Stored data
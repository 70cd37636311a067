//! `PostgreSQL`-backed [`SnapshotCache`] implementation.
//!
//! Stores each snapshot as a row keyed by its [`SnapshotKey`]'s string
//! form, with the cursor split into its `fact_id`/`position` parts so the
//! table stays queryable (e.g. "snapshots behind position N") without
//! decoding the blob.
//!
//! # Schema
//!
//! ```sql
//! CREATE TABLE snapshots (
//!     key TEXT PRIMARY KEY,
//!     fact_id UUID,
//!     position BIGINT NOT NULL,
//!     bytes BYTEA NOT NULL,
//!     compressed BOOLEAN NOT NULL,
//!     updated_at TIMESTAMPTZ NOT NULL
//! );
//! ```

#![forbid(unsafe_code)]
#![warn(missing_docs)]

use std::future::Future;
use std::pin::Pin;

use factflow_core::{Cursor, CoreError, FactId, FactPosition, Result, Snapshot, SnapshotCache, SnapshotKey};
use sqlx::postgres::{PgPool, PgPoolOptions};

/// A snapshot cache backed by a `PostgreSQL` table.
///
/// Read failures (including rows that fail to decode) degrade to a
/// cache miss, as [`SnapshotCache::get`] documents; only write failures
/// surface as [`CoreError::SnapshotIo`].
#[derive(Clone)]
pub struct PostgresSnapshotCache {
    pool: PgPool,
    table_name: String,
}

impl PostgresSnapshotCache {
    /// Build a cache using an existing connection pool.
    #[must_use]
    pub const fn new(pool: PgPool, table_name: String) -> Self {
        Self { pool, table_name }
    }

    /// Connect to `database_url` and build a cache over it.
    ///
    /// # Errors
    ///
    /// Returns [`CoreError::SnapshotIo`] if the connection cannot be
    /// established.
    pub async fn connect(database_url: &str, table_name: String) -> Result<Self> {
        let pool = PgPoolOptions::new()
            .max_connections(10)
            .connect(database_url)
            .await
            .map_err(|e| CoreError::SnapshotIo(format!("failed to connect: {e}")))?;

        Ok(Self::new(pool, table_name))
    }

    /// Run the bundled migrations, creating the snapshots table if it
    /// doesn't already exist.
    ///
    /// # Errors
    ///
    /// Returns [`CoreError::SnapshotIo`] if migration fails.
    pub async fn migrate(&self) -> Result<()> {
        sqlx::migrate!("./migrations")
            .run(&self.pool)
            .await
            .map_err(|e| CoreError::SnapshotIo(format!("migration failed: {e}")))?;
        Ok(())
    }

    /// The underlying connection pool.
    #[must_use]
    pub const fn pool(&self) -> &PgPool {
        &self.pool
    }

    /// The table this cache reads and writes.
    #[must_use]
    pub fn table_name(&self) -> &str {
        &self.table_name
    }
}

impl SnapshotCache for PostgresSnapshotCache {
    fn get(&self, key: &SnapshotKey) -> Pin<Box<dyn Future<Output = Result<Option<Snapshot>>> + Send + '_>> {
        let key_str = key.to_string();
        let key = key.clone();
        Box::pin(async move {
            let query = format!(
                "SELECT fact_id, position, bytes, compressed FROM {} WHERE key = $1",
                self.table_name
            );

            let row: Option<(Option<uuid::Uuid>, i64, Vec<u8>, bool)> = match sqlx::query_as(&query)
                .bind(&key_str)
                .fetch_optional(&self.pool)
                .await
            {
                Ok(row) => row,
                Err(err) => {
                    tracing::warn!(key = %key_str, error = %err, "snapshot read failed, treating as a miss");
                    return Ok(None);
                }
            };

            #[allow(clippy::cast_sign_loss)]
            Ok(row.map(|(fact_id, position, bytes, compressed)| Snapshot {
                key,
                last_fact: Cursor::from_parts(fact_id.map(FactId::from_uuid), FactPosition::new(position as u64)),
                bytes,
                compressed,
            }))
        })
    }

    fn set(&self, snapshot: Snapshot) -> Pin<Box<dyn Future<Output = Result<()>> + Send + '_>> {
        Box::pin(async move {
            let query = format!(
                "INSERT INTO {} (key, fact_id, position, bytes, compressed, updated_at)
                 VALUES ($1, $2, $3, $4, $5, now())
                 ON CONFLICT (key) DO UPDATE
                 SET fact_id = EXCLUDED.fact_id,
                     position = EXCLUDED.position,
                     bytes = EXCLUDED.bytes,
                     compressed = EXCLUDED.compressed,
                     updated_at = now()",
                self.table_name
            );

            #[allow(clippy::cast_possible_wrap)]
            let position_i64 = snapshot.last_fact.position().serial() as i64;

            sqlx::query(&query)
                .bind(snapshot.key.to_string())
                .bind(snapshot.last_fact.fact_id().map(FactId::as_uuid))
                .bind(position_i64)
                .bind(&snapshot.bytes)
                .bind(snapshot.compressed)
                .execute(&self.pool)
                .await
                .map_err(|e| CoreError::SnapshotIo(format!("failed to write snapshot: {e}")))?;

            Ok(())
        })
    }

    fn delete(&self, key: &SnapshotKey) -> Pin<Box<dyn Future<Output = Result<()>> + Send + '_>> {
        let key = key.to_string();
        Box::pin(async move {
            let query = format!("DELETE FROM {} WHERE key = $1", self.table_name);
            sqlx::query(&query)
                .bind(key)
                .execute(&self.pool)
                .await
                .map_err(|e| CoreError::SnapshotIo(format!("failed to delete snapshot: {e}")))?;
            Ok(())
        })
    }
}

WORK REQUEST
Output the data above exactly, please, line for line.

RESPONSE FOR THIS EXERCISE
repository 70cd37636311a067
//! `PostgreSQL`-backed [`SnapshotCache`] implementation.
//!
//! Stores each snapshot as a row keyed by its [`SnapshotKey`]'s string
//! form, with the cursor split into its `fact_id`/`position` parts so the
//! table stays queryable (e.g. "snapshots behind position N") without
//! decoding the blob.
//!
//! # Schema
//!
//! ```sql
//! CREATE TABLE snapshots (
//!     key TEXT PRIMARY KEY,
//!     fact_id UUID,
//!     position BIGINT NOT NULL,
//!     bytes BYTEA NOT NULL,
//!     compressed BOOLEAN NOT NULL,
//!     updated_at TIMESTAMPTZ NOT NULL
//! );
//! ```

#![forbid(unsafe_code)]
#![warn(missing_docs)]

use std::future::Future;
use std::pin::Pin;

use factflow_core::{Cursor, CoreError, FactId, FactPosition, Result, Snapshot, SnapshotCache, SnapshotKey};
use sqlx::postgres::{PgPool, PgPoolOptions};

/// A snapshot cache backed by a `PostgreSQL` table.
///
/// Read failures (including rows that fail to decode) degrade to a
/// cache miss, as [`SnapshotCache::get`] documents; only write failures
/// surface as [`CoreError::SnapshotIo`].
#[derive(Clone)]
pub struct PostgresSnapshotCache {
    pool: PgPool,
    table_name: String,
}

impl PostgresSnapshotCache {
    /// Build a cache using an existing connection pool.
    #[must_use]
    pub const fn new(pool: PgPool, table_name: String) -> Self {
        Self { pool, table_name }
    }

    /// Connect to `database_url` and build a cache over it.
    ///
    /// # Errors
    ///
    /// Returns [`CoreError::SnapshotIo`] if the connection cannot be
    /// established.
    pub async fn connect(database_url: &str, table_name: String) -> Result<Self> {
        let pool = PgPoolOptions::new()
            .max_connections(10)
            .connect(database_url)
            .await
            .map_err(|e| CoreError::SnapshotIo(format!("failed to connect: {e}")))?;

        Ok(Self::new(pool, table_name))
    }

    /// Run the bundled migrations, creating the snapshots table if it
    /// doesn't already exist.
    ///
    /// # Errors
    ///
    /// Returns [`CoreError::SnapshotIo`] if migration fails.
    pub async fn migrate(&self) -> Result<()> {
        sqlx::migrate!("./migrations")
            .run(&self.pool)
            .await
            .map_err(|e| CoreError::SnapshotIo(format!("migration failed: {e}")))?;
        Ok(())
    }

    /// The underlying connection pool.
    #[must_use]
    pub const fn pool(&self) -> &PgPool {
        &self.pool
    }

    /// The table this cache reads and writes.
    #[must_use]
    pub fn table_name(&self) -> &str {
        &self.table_name
    }
}

impl SnapshotCache for PostgresSnapshotCache {
    fn get(&self, key: &SnapshotKey) -> Pin<Box<dyn Future<Output = Result<Option<Snapshot>>> + Send + '_>> {
        let key_str = key.to_string();
        let key = key.clone();
        Box::pin(async move {
            let query = format!(
                "SELECT fact_id, position, bytes, compressed FROM {} WHERE key = $1",
                self.table_name
            );

            let row: Option<(Option<uuid::Uuid>, i64, Vec<u8>, bool)> = match sqlx::query_as(&query)
                .bind(&key_str)
                .fetch_optional(&self.pool)
                .await
            {
                Ok(row) => row,
                Err(err) => {
                    tracing::warn!(key = %key_str, error = %err, "snapshot read failed, treating as a miss");
                    return Ok(None);
                }
            };

            #[allow(clippy::cast_sign_loss)]
            Ok(row.map(|(fact_id, position, bytes, compressed)| Snapshot {
                key,
                last_fact: Cursor::from_parts(fact_id.map(FactId::from_uuid), FactPosition::new(position as u64)),
                bytes,
                compressed,
            }))
        })
    }

    fn set(&self, snapshot: Snapshot) -> Pin<Box<dyn Future<Output = Result<()>> + Send + '_>> {
        Box::pin(async move {
            let query = format!(
                "INSERT INTO {} (key, fact_id, position, bytes, compressed, updated_at)
                 VALUES ($1, $2, $3, $4, $5, now())
                 ON CONFLICT (key) DO UPDATE
                 SET fact_id = EXCLUDED.fact_id,
                     position = EXCLUDED.position,
                     bytes = EXCLUDED.bytes,
                     compressed = EXCLUDED.compressed,
                     updated_at = now()",
                self.table_name
            );

            #[allow(clippy::cast_possible_wrap)]
            let position_i64 = snapshot.last_fact.position().serial() as i64;

            sqlx::query(&query)
                .bind(snapshot.key.to_string())
                .bind(snapshot.last_fact.fact_id().map(FactId::as_uuid))
                .bind(position_i64)
                .bind(&snapshot.bytes)
                .bind(snapshot.compressed)
                .execute(&self.pool)
                .await
                .map_err(|e| CoreError::SnapshotIo(format!("failed to write snapshot: {e}")))?;

            Ok(())
        })
    }

    fn delete(&self, key: &SnapshotKey) -> Pin<Box<dyn Future<Output = Result<()>> + Send + '_>> {
        let key = key.to_string();
        Box::pin(async move {
            let query = format!("DELETE FROM {} WHERE key = $1", self.table_name);
            sqlx::query(&query)
                .bind(key)
                .execute(&self.pool)
                .await
                .map_err(|e| CoreError::SnapshotIo(format!("failed to delete snapshot: {e}")))?;
            Ok(())
        })
    }
}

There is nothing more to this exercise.